Abstract

A wide range of applications in the field of urban hydrology requires rainfall data with high spatio-temporal resolutions. Commercial microwave links (CMLs) densely cover urban areas and can provide high-resolution path-averaged quantitative precipitation estimates (QPEs). This study aims to reduce systematic errors in CML QPEs using rainfall and discharge observations commonly available in urban areas and to assess the potential of such precipitation estimates for discharge predictions in small urban catchments. CML QPEs are optimized using flow data observed at the catchment outlet and using hourly rain rates from rain gauges located at different distances from the catchment. Both optimized CML QPEs and traditional rain gauge data are propagated through a rainfall-runoff model and evaluated against observed discharges. To quantify uncertainties of runoff predictions, the deterministic hydrodynamic model is extended by a stochastic error model explicitly accounting for model bias.

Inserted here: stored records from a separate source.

use criterion::{Criterion, criterion_group, criterion_main};
use pcc_driver::{ContainmentOracle, RayCastOracle, TranscodeConfig, Transcoder};
use pcc_tests::golden;

fn bench_ray_cast(c: &mut Criterion) {
    let shape = Transcoder::new(TranscodeConfig::default())
        .load_boundary(&golden("cube.ply")[..])
        .unwrap();

    c.bench_function("ray_cast_inside", |b| {
        b.iter(|| RayCastOracle.contains(&shape, std::hint::black_box([0.4, 0.6, 0.5])));
    });
    c.bench_function("ray_cast_outside_bounds", |b| {
        b.iter(|| RayCastOracle.contains(&shape, std::hint::black_box([2.0, 0.5, 0.5])));
    });
}

criterion_group!(benches, bench_ray_cast);
criterion_main!(benches);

Resulting runoff prediction intervals, namely their width and reliability, show that optimized CML QPEs predict discharges only slightly worse than those based on benchmark rain gauge data (1 gauge / 0.5–1 km2), especially for rainfall events with high spatial variability. Unbiased CML QPEs obtained in this study represent high-quality rainfall data suitable for many urban hydrology tasks, including assessment and real-time control of urban stormwater systems.